▶ WORK TO COMPLETE
Among the entries below, how many lines contain "push"? Answer with the number only.

SOURCE MATERIAL Block Start

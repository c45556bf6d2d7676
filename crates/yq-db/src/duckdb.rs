//! DuckDB platform
//!
//! The connection string is a database file path or `:memory:`. DuckDB allows
//! one database instance per file within a process, so the platform keeps a
//! root connection and every [`connect`](PlatformDataService::connect) hands
//! out a clone of it. For `:memory:` this also means all connections of one
//! platform instance see the same database.

use crate::error::{from_duckdb, DbError, DbResult};
use crate::traits::{DbConnection, PlatformDataService, PlatformFlags, PlatformOptions, SqlTemplates};
use async_trait::async_trait;
use duckdb::types::Value;
use duckdb::Connection;
use std::path::Path;
use std::sync::Mutex;
use yq_sql::quote::{escape_literal, quote_ident, quote_target};
use yq_sql::SeparatorRule;

const IN_MEMORY: &str = ":memory:";

static TEMPLATES: SqlTemplates = SqlTemplates {
    check_database_exists: "SELECT COUNT(*) > 0 FROM duckdb_databases() WHERE database_name = '${YUNIQL_DB_NAME}'",
    create_database: "CHECKPOINT",
    check_schema_exists: "SELECT COUNT(*) > 0 FROM information_schema.schemata WHERE schema_name = '${YUNIQL_SCHEMA_NAME}'",
    create_schema: "CREATE SCHEMA IF NOT EXISTS ${YUNIQL_SCHEMA_NAME}",
    check_table_exists: "SELECT COUNT(*) > 0 FROM information_schema.tables WHERE table_schema = '${YUNIQL_SCHEMA_NAME}' AND table_name = '${YUNIQL_TABLE_NAME}'",
    create_table: "CREATE SEQUENCE IF NOT EXISTS ${YUNIQL_SCHEMA_NAME}.${YUNIQL_TABLE_NAME}_seq START 1;
CREATE TABLE ${YUNIQL_SCHEMA_NAME}.${YUNIQL_TABLE_NAME} (
    sequence_id BIGINT PRIMARY KEY DEFAULT nextval('${YUNIQL_SCHEMA_NAME}.${YUNIQL_TABLE_NAME}_seq'),
    version VARCHAR NOT NULL,
    applied_on_utc TIMESTAMP NOT NULL,
    applied_by_user VARCHAR NOT NULL,
    applied_by_tool VARCHAR NOT NULL,
    applied_by_tool_version VARCHAR NOT NULL,
    status VARCHAR NOT NULL,
    duration_ms BIGINT NOT NULL,
    checksum VARCHAR NOT NULL,
    failed_script_path VARCHAR,
    failed_script_error VARCHAR,
    additional_artifacts VARCHAR
);",
    get_current_version: "SELECT version FROM ${YUNIQL_SCHEMA_NAME}.${YUNIQL_TABLE_NAME} WHERE status = 'Successful'",
    get_all_versions: "SELECT sequence_id, version, CAST(applied_on_utc AS VARCHAR), applied_by_user, applied_by_tool, applied_by_tool_version, status, duration_ms, checksum, failed_script_path, failed_script_error, additional_artifacts FROM ${YUNIQL_SCHEMA_NAME}.${YUNIQL_TABLE_NAME} ORDER BY sequence_id",
    insert_version: "INSERT INTO ${YUNIQL_SCHEMA_NAME}.${YUNIQL_TABLE_NAME} (version, applied_on_utc, applied_by_user, applied_by_tool, applied_by_tool_version, status, duration_ms, checksum, failed_script_path, failed_script_error, additional_artifacts) VALUES ('${YUNIQL_VERSION}', CAST('${YUNIQL_APPLIED_ON_UTC}' AS TIMESTAMP), '${YUNIQL_APPLIED_BY_USER}', '${YUNIQL_APPLIED_BY_TOOL}', '${YUNIQL_APPLIED_BY_TOOL_VERSION}', '${YUNIQL_STATUS}', ${YUNIQL_DURATION_MS}, '${YUNIQL_CHECKSUM}', NULLIF('${YUNIQL_FAILED_SCRIPT_PATH}', ''), NULLIF('${YUNIQL_FAILED_SCRIPT_ERROR}', ''), NULLIF('${YUNIQL_ADDITIONAL_ARTIFACTS}', ''))",
    update_version: "UPDATE ${YUNIQL_SCHEMA_NAME}.${YUNIQL_TABLE_NAME} SET applied_on_utc = CAST('${YUNIQL_APPLIED_ON_UTC}' AS TIMESTAMP), applied_by_user = '${YUNIQL_APPLIED_BY_USER}', applied_by_tool = '${YUNIQL_APPLIED_BY_TOOL}', applied_by_tool_version = '${YUNIQL_APPLIED_BY_TOOL_VERSION}', status = '${YUNIQL_STATUS}', duration_ms = ${YUNIQL_DURATION_MS}, checksum = '${YUNIQL_CHECKSUM}', failed_script_path = NULLIF('${YUNIQL_FAILED_SCRIPT_PATH}', ''), failed_script_error = NULLIF('${YUNIQL_FAILED_SCRIPT_ERROR}', ''), additional_artifacts = NULLIF('${YUNIQL_ADDITIONAL_ARTIFACTS}', '') WHERE version = '${YUNIQL_VERSION}'",
    clear_versions: "DELETE FROM ${YUNIQL_SCHEMA_NAME}.${YUNIQL_TABLE_NAME}",
};

/// DuckDB platform
pub struct DuckDbPlatform {
    options: PlatformOptions,
    root: Mutex<Option<Connection>>,
}

impl DuckDbPlatform {
    pub fn new(options: PlatformOptions) -> DbResult<Self> {
        if options.connection_string.trim().is_empty() {
            return Err(DbError::InvalidConnectionString {
                platform: "duckdb".to_string(),
                message: "expected a database file path or :memory:".to_string(),
            });
        }
        Ok(Self {
            options,
            root: Mutex::new(None),
        })
    }

    fn path(&self) -> &str {
        self.options.connection_string.trim()
    }

    fn is_in_memory(&self) -> bool {
        self.path() == IN_MEMORY
    }

    /// Clone of the root connection, opening it on first use.
    fn clone_root(&self) -> DbResult<Connection> {
        let mut guard = self
            .root
            .lock()
            .map_err(|e| DbError::MutexPoisoned(e.to_string()))?;
        if let Some(conn) = guard.as_ref() {
            return conn
                .try_clone()
                .map_err(|e| DbError::ConnectionError(e.to_string()));
        }

        let conn = if self.is_in_memory() {
            Connection::open_in_memory()
        } else {
            Connection::open(Path::new(self.path()))
        }
        .map_err(|e| DbError::ConnectionError(e.to_string()))?;
        let cloned = conn
            .try_clone()
            .map_err(|e| DbError::ConnectionError(e.to_string()))?;
        *guard = Some(conn);
        log::debug!("Opened DuckDB database {}", self.path());
        Ok(cloned)
    }
}

#[async_trait]
impl PlatformDataService for DuckDbPlatform {
    fn name(&self) -> &'static str {
        "duckdb"
    }

    fn options(&self) -> &PlatformOptions {
        &self.options
    }

    fn flags(&self) -> PlatformFlags {
        PlatformFlags {
            atomic_ddl: true,
            schemas: true,
            batch_sql: false,
            default_schema: Some("main"),
        }
    }

    fn templates(&self) -> &'static SqlTemplates {
        &TEMPLATES
    }

    fn default_separator(&self) -> Option<SeparatorRule> {
        Some(SeparatorRule::semicolon())
    }

    fn database_name(&self) -> DbResult<String> {
        if self.is_in_memory() {
            return Ok("memory".to_string());
        }
        Path::new(self.path())
            .file_stem()
            .map(|s| s.to_string_lossy().into_owned())
            .ok_or_else(|| DbError::InvalidConnectionString {
                platform: "duckdb".to_string(),
                message: format!("'{}' has no file name", self.path()),
            })
    }

    async fn connect(&self) -> DbResult<Box<dyn DbConnection>> {
        Ok(Box::new(DuckDbConnection::new(self.clone_root()?)))
    }

    async fn connect_master(&self) -> DbResult<Box<dyn DbConnection>> {
        self.connect().await
    }

    /// A file database exists when its file does; `:memory:` always exists.
    async fn database_exists(&self) -> DbResult<bool> {
        Ok(self.is_in_memory() || Path::new(self.path()).is_file())
    }

    /// Opening a file database creates it.
    async fn create_database(&self) -> DbResult<()> {
        let conn = self.connect().await?;
        conn.execute(&self.sql_for_create_database()?).await?;
        log::info!("Created DuckDB database {}", self.path());
        Ok(())
    }
}

/// One DuckDB session
pub struct DuckDbConnection {
    conn: Mutex<Connection>,
}

impl DuckDbConnection {
    pub fn new(conn: Connection) -> Self {
        Self {
            conn: Mutex::new(conn),
        }
    }

    fn lock(&self) -> DbResult<std::sync::MutexGuard<'_, Connection>> {
        self.conn
            .lock()
            .map_err(|e| DbError::MutexPoisoned(e.to_string()))
    }

    /// Execute SQL synchronously
    fn execute_sync(&self, sql: &str) -> DbResult<u64> {
        let conn = self.lock()?;
        conn.execute_batch(sql).map_err(|e| from_duckdb(e, sql))?;
        Ok(0)
    }

    fn query_rows_sync(&self, sql: &str) -> DbResult<Vec<Vec<Option<String>>>> {
        let conn = self.lock()?;
        let mut stmt = conn.prepare(sql).map_err(|e| from_duckdb(e, sql))?;
        let mut rows = stmt.query([]).map_err(|e| from_duckdb(e, sql))?;

        let mut out = Vec::new();
        while let Some(row) = rows.next().map_err(|e| from_duckdb(e, sql))? {
            let mut cells = Vec::new();
            let mut idx = 0;
            loop {
                match row.get::<_, Value>(idx) {
                    Ok(value) => cells.push(value_to_text(value)),
                    Err(duckdb::Error::InvalidColumnIndex(_)) => break,
                    Err(e) => return Err(from_duckdb(e, sql)),
                }
                idx += 1;
            }
            out.push(cells);
        }
        Ok(out)
    }

    fn bulk_import_sync(&self, path: &Path, schema: Option<&str>, table: &str) -> DbResult<u64> {
        let target = quote_target(schema, table, quote_ident);
        let sql = format!(
            "INSERT INTO {} SELECT * FROM read_csv_auto('{}', header = true)",
            target,
            escape_literal(&path.to_string_lossy())
        );
        let conn = self.lock()?;
        let loaded = conn.execute(&sql, []).map_err(|e| DbError::BulkImport {
            table: target.clone(),
            message: e.to_string(),
        })?;
        Ok(loaded as u64)
    }
}

/// Render a DuckDB value as text; NULL becomes `None`.
fn value_to_text(value: Value) -> Option<String> {
    match value {
        Value::Null => None,
        Value::Boolean(b) => Some(b.to_string()),
        Value::TinyInt(v) => Some(v.to_string()),
        Value::SmallInt(v) => Some(v.to_string()),
        Value::Int(v) => Some(v.to_string()),
        Value::BigInt(v) => Some(v.to_string()),
        Value::HugeInt(v) => Some(v.to_string()),
        Value::UTinyInt(v) => Some(v.to_string()),
        Value::USmallInt(v) => Some(v.to_string()),
        Value::UInt(v) => Some(v.to_string()),
        Value::UBigInt(v) => Some(v.to_string()),
        Value::Float(v) => Some(v.to_string()),
        Value::Double(v) => Some(v.to_string()),
        Value::Text(s) => Some(s),
        other => Some(format!("{:?}", other)),
    }
}

#[async_trait]
impl DbConnection for DuckDbConnection {
    /// DuckDB reports no row count for multi-statement batches; always 0.
    async fn execute(&self, sql: &str) -> DbResult<u64> {
        self.execute_sync(sql)
    }

    async fn query_rows(&self, sql: &str) -> DbResult<Vec<Vec<Option<String>>>> {
        self.query_rows_sync(sql)
    }

    async fn begin(&self) -> DbResult<()> {
        self.execute_sync("BEGIN TRANSACTION").map(|_| ())
    }

    async fn commit(&self) -> DbResult<()> {
        self.execute_sync("COMMIT").map(|_| ())
    }

    async fn rollback(&self) -> DbResult<()> {
        self.execute_sync("ROLLBACK").map(|_| ())
    }

    async fn bulk_import(&self, path: &Path, schema: Option<&str>, table: &str) -> DbResult<u64> {
        self.bulk_import_sync(path, schema, table)
    }

    fn db_type(&self) -> &'static str {
        "duckdb"
    }
}

#[cfg(test)]
#[path = "duckdb_test.rs"]
mod tests;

SOURCE MATERIAL Block End

▶ TASK RESULT
2